## Exercise
Transcribe the entries below without alteration.

Stored data entries:
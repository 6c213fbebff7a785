use super::*;
use bytes::Buf;
use log::{debug, trace};

/// Token kinds produced by [`Parser::next_token`].
#[derive(Copy, Clone, Debug, Eq, PartialEq, Hash)]
pub enum Token {
    /// End of input, or a byte that is not a tag.
    Eof,
    /// A scalar; its payload is available through [`Parser::token_value`].
    Data,
    /// `[`
    ArrayOpen,
    /// `]`
    ArrayClose,
    /// `{`
    ObjectOpen,
    /// `}`
    ObjectClose,
}

impl Token {
    /// Indicates whether the token closes a structure. Either close tag ends any open
    /// structure.
    pub fn is_close(self) -> bool {
        match self {
            Token::ArrayClose | Token::ObjectClose => true,
            _ => false,
        }
    }
}

/// Parse state for a single decode.
///
/// The parser holds one token of lookahead: [`Parser::token`] is the token under the
/// cursor and [`Parser::token_value`] its payload. String payloads are slices of the
/// source buffer, so no string bytes are copied.
///
/// # Example
///
/// ```
/// use ubj::{encoding::{Parser, Token}, prelude::*};
///
/// let mut p = Parser::new(Bytes::from_static(b"[U\x01]"), &Config::default());
///
/// assert_eq!(p.next_token().unwrap(), Token::ArrayOpen);
/// assert_eq!(p.next_token().unwrap(), Token::Data);
/// assert_eq!(p.token_value(), Some(&Ubj::UInt8(1)));
/// assert_eq!(p.next_token().unwrap(), Token::ArrayClose);
/// assert_eq!(p.next_token().unwrap(), Token::Eof);
/// ```
#[derive(Debug, Clone)]
pub struct Parser {
    src: Bytes,
    offset: usize,
    token: Token,
    value: Option<Ubj>,
    shape: Shape,
    max_depth: usize,
    depth: usize,
}

impl Parser {
    /// Creates a parser positioned before the first token of `src`.
    pub fn new(src: Bytes, config: &Config) -> Self {
        Parser {
            src,
            offset: 0,
            token: Token::Eof,
            value: None,
            shape: config.shape,
            max_depth: config.max_depth,
            depth: 0,
        }
    }

    /// Current byte offset into the source.
    pub fn offset(&self) -> usize { self.offset }

    /// Number of bytes left after the cursor.
    pub fn remaining(&self) -> usize { self.src.len() - self.offset }

    /// The current token.
    pub fn token(&self) -> Token { self.token }

    /// Payload of the current token, if it is [`Token::Data`].
    pub fn token_value(&self) -> Option<&Ubj> { self.value.as_ref() }

    /// Reads the first token and decodes one complete value. Anything after that value
    /// is left unread.
    pub fn parse(mut self) -> Result<Ubj, Error> {
        self.next_token()?;
        self.decode_value()
    }

    #[inline]
    fn read(&mut self, len: usize) -> Result<Bytes, Error> {
        if len > self.remaining() {
            return Err(Error::TruncatedInput {
                offset: self.offset,
                needed: len,
                remaining: self.remaining(),
            });
        }
        let out = self.src.slice(self.offset..self.offset + len);
        self.offset += len;
        Ok(out)
    }

    /// Reads the payload of an integer tag. Returns `None` if `tag` is not one.
    #[inline]
    fn read_int(&mut self, tag: u8) -> Result<Option<Ubj>, Error> {
        let i = match tag {
            INT8 => Int8(self.read(1)?.get_i8()),
            UINT8 => UInt8(self.read(1)?.get_u8()),
            INT16 => Int16(self.read(2)?.get_i16_le()),
            INT32 => Int32(self.read(4)?.get_i32_le()),
            _ => return Ok(None),
        };
        Ok(Some(i))
    }

    fn read_str(&mut self) -> Result<Bytes, Error> {
        let at = self.offset;
        let len_tag = self.read(1)?.get_u8();

        let len = match self.read_int(len_tag)?.and_then(|n| n.as_i64()) {
            Some(len) if len >= 0 => len as usize,
            _ => {
                return Err(Error::MalformedLength {
                    tag: len_tag,
                    offset: at,
                })
            }
        };

        self.read(len)
    }

    /// Advances past the next token, storing its kind and payload.
    ///
    /// # Errors
    ///
    /// Fails on reserved tags, malformed string lengths and payloads running past the
    /// end of the input.
    pub fn next_token(&mut self) -> Result<Token, Error> {
        self.token = Token::Eof;
        self.value = None;

        if self.offset >= self.src.len() {
            return Ok(Token::Eof);
        }

        let at = self.offset;
        let tag = self.src[at];
        self.offset += 1;

        let value = match tag {
            NULL => Null,
            TRUE => Bool(true),
            FALSE => Bool(false),
            INT8 | UINT8 | INT16 | INT32 => self.read_int(tag)?.unwrap_or(Null),
            FLOAT => Float32(self.read(4)?.get_f32_le()),
            CHAR => Char(self.read(1)?.get_u8()),
            STRING | HIGH_PRECISION => Str(self.read_str()?),
            ARRAY_OPEN => return Ok(self.structural(Token::ArrayOpen)),
            ARRAY_CLOSE => return Ok(self.structural(Token::ArrayClose)),
            OBJECT_OPEN => return Ok(self.structural(Token::ObjectOpen)),
            OBJECT_CLOSE => return Ok(self.structural(Token::ObjectClose)),
            INT64 | DOUBLE | NOOP => return Err(Error::UnsupportedTag { tag, offset: at }),
            _ => {
                debug!("unknown tag {:#04x} at offset {}, stopping", tag, at);
                return Ok(Token::Eof);
            }
        };

        self.token = Token::Data;
        self.value = Some(value);
        Ok(Token::Data)
    }

    fn structural(&mut self, token: Token) -> Token {
        self.token = token;
        token
    }

    /// Decodes the value starting at the current token.
    ///
    /// A scalar is returned and the parser advances past it; an opening tag is decoded
    /// as a whole structure. At the end of input, or on a stray close tag, this yields
    /// [`Ubj::Null`] without advancing.
    pub fn decode_value(&mut self) -> Result<Ubj, Error> {
        match self.token {
            Token::Data => {
                let value = self.value.take().unwrap_or(Null);
                self.next_token()?;
                Ok(value)
            }
            Token::ArrayOpen | Token::ObjectOpen => self.decode_struct(),
            _ => Ok(Null),
        }
    }

    /// Decodes a structure, starting at its opening token and ending after its closing
    /// one.
    ///
    /// If the input ends before the closing tag, the entries read so far are returned
    /// as if the structure had been closed. A truncated stream is therefore not always
    /// detected here.
    fn decode_struct(&mut self) -> Result<Ubj, Error> {
        let open = self.token;
        if self.depth >= self.max_depth {
            return Err(Error::DepthLimitExceeded {
                limit: self.max_depth,
            });
        }
        self.depth += 1;
        trace!("{:?} at offset {}, depth {}", open, self.offset - 1, self.depth);

        let keyed = open == Token::ObjectOpen;
        let as_map = keyed && self.shape == Shape::Object;
        let mut map = VecMap::new();
        let mut arr = Vec::new();

        let mut token = self.next_token()?;
        while token != Token::Eof && !token.is_close() {
            let key = if keyed {
                let key = self.take_key()?;
                self.next_token()?;
                Some(key)
            } else {
                None
            };

            let value = self.decode_value()?;
            match key {
                Some(key) if as_map => {
                    map.insert(key, value);
                }
                _ => arr.push(value),
            }

            token = self.token;
        }

        if token == Token::Eof {
            debug!("input ended inside {:?}, closing it implicitly", open);
        }

        self.depth -= 1;
        // consume the close tag
        self.next_token()?;

        Ok(if as_map { Map(map) } else { Array(arr) })
    }

    fn take_key(&mut self) -> Result<Bytes, Error> {
        match self.value.take() {
            Some(v) => Ok(v.into_key()),
            None => Err(Error::InvalidKey {
                offset: self.offset,
            }),
        }
    }
}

## Expected answer
repository 6c213fbebff7a785
use super::*;
use bytes::Buf;
use log::{debug, trace};

/// Token kinds produced by [`Parser::next_token`].
#[derive(Copy, Clone, Debug, Eq, PartialEq, Hash)]
pub enum Token {
    /// End of input, or a byte that is not a tag.
    Eof,
    /// A scalar; its payload is available through [`Parser::token_value`].
    Data,
    /// `[`
    ArrayOpen,
    /// `]`
    ArrayClose,
    /// `{`
    ObjectOpen,
    /// `}`
    ObjectClose,
}

impl Token {
    /// Indicates whether the token closes a structure. Either close tag ends any open
    /// structure.
    pub fn is_close(self) -> bool {
        match self {
            Token::ArrayClose | Token::ObjectClose => true,
            _ => false,
        }
    }
}

/// Parse state for a single decode.
///
/// The parser holds one token of lookahead: [`Parser::token`] is the token under the
/// cursor and [`Parser::token_value`] its payload. String payloads are slices of the
/// source buffer, so no string bytes are copied.
///
/// # Example
///
/// ```
/// use ubj::{encoding::{Parser, Token}, prelude::*};
///
/// let mut p = Parser::new(Bytes::from_static(b"[U\x01]"), &Config::default());
///
/// assert_eq!(p.next_token().unwrap(), Token::ArrayOpen);
/// assert_eq!(p.next_token().unwrap(), Token::Data);
/// assert_eq!(p.token_value(), Some(&Ubj::UInt8(1)));
/// assert_eq!(p.next_token().unwrap(), Token::ArrayClose);
/// assert_eq!(p.next_token().unwrap(), Token::Eof);
/// ```
#[derive(Debug, Clone)]
pub struct Parser {
    src: Bytes,
    offset: usize,
    token: Token,
    value: Option<Ubj>,
    shape: Shape,
    max_depth: usize,
    depth: usize,
}

impl Parser {
    /// Creates a parser positioned before the first token of `src`.
    pub fn new(src: Bytes, config: &Config) -> Self {
        Parser {
            src,
            offset: 0,
            token: Token::Eof,
            value: None,
            shape: config.shape,
            max_depth: config.max_depth,
            depth: 0,
        }
    }

    /// Current byte offset into the source.
    pub fn offset(&self) -> usize { self.offset }

    /// Number of bytes left after the cursor.
    pub fn remaining(&self) -> usize { self.src.len() - self.offset }

    /// The current token.
    pub fn token(&self) -> Token { self.token }

    /// Payload of the current token, if it is [`Token::Data`].
    pub fn token_value(&self) -> Option<&Ubj> { self.value.as_ref() }

    /// Reads the first token and decodes one complete value. Anything after that value
    /// is left unread.
    pub fn parse(mut self) -> Result<Ubj, Error> {
        self.next_token()?;
        self.decode_value()
    }

    #[inline]
    fn read(&mut self, len: usize) -> Result<Bytes, Error> {
        if len > self.remaining() {
            return Err(Error::TruncatedInput {
                offset: self.offset,
                needed: len,
                remaining: self.remaining(),
            });
        }
        let out = self.src.slice(self.offset..self.offset + len);
        self.offset += len;
        Ok(out)
    }

    /// Reads the payload of an integer tag. Returns `None` if `tag` is not one.
    #[inline]
    fn read_int(&mut self, tag: u8) -> Result<Option<Ubj>, Error> {
        let i = match tag {
            INT8 => Int8(self.read(1)?.get_i8()),
            UINT8 => UInt8(self.read(1)?.get_u8()),
            INT16 => Int16(self.read(2)?.get_i16_le()),
            INT32 => Int32(self.read(4)?.get_i32_le()),
            _ => return Ok(None),
        };
        Ok(Some(i))
    }

    fn read_str(&mut self) -> Result<Bytes, Error> {
        let at = self.offset;
        let len_tag = self.read(1)?.get_u8();

        let len = match self.read_int(len_tag)?.and_then(|n| n.as_i64()) {
            Some(len) if len >= 0 => len as usize,
            _ => {
                return Err(Error::MalformedLength {
                    tag: len_tag,
                    offset: at,
                })
            }
        };

        self.read(len)
    }

    /// Advances past the next token, storing its kind and payload.
    ///
    /// # Errors
    ///
    /// Fails on reserved tags, malformed string lengths and payloads running past the
    /// end of the input.
    pub fn next_token(&mut self) -> Result<Token, Error> {
        self.token = Token::Eof;
        self.value = None;

        if self.offset >= self.src.len() {
            return Ok(Token::Eof);
        }

        let at = self.offset;
        let tag = self.src[at];
        self.offset += 1;

        let value = match tag {
            NULL => Null,
            TRUE => Bool(true),
            FALSE => Bool(false),
            INT8 | UINT8 | INT16 | INT32 => self.read_int(tag)?.unwrap_or(Null),
            FLOAT => Float32(self.read(4)?.get_f32_le()),
            CHAR => Char(self.read(1)?.get_u8()),
            STRING | HIGH_PRECISION => Str(self.read_str()?),
            ARRAY_OPEN => return Ok(self.structural(Token::ArrayOpen)),
            ARRAY_CLOSE => return Ok(self.structural(Token::ArrayClose)),
            OBJECT_OPEN => return Ok(self.structural(Token::ObjectOpen)),
            OBJECT_CLOSE => return Ok(self.structural(Token::ObjectClose)),
            INT64 | DOUBLE | NOOP => return Err(Error::UnsupportedTag { tag, offset: at }),
            _ => {
                debug!("unknown tag {:#04x} at offset {}, stopping", tag, at);
                return Ok(Token::Eof);
            }
        };

        self.token = Token::Data;
        self.value = Some(value);
        Ok(Token::Data)
    }

    fn structural(&mut self, token: Token) -> Token {
        self.token = token;
        token
    }

    /// Decodes the value starting at the current token.
    ///
    /// A scalar is returned and the parser advances past it; an opening tag is decoded
    /// as a whole structure. At the end of input, or on a stray close tag, this yields
    /// [`Ubj::Null`] without advancing.
    pub fn decode_value(&mut self) -> Result<Ubj, Error> {
        match self.token {
            Token::Data => {
                let value = self.value.take().unwrap_or(Null);
                self.next_token()?;
                Ok(value)
            }
            Token::ArrayOpen | Token::ObjectOpen => self.decode_struct(),
            _ => Ok(Null),
        }
    }

    /// Decodes a structure, starting at its opening token and ending after its closing
    /// one.
    ///
    /// If the input ends before the closing tag, the entries read so far are returned
    /// as if the structure had been closed. A truncated stream is therefore not always
    /// detected here.
    fn decode_struct(&mut self) -> Result<Ubj, Error> {
        let open = self.token;
        if self.depth >= self.max_depth {
            return Err(Error::DepthLimitExceeded {
                limit: self.max_depth,
            });
        }
        self.depth += 1;
        trace!("{:?} at offset {}, depth {}", open, self.offset - 1, self.depth);

        let keyed = open == Token::ObjectOpen;
        let as_map = keyed && self.shape == Shape::Object;
        let mut map = VecMap::new();
        let mut arr = Vec::new();

        let mut token = self.next_token()?;
        while token != Token::Eof && !token.is_close() {
            let key = if keyed {
                let key = self.take_key()?;
                self.next_token()?;
                Some(key)
            } else {
                None
            };

            let value = self.decode_value()?;
            match key {
                Some(key) if as_map => {
                    map.insert(key, value);
                }
                _ => arr.push(value),
            }

            token = self.token;
        }

        if token == Token::Eof {
            debug!("input ended inside {:?}, closing it implicitly", open);
        }

        self.depth -= 1;
        // consume the close tag
        self.next_token()?;

        Ok(if as_map { Map(map) } else { Array(arr) })
    }

    fn take_key(&mut self) -> Result<Bytes, Error> {
        match self.value.take() {
            Some(v) => Ok(v.into_key()),
            None => Err(Error::InvalidKey {
                offset: self.offset,
            }),
        }
    }
}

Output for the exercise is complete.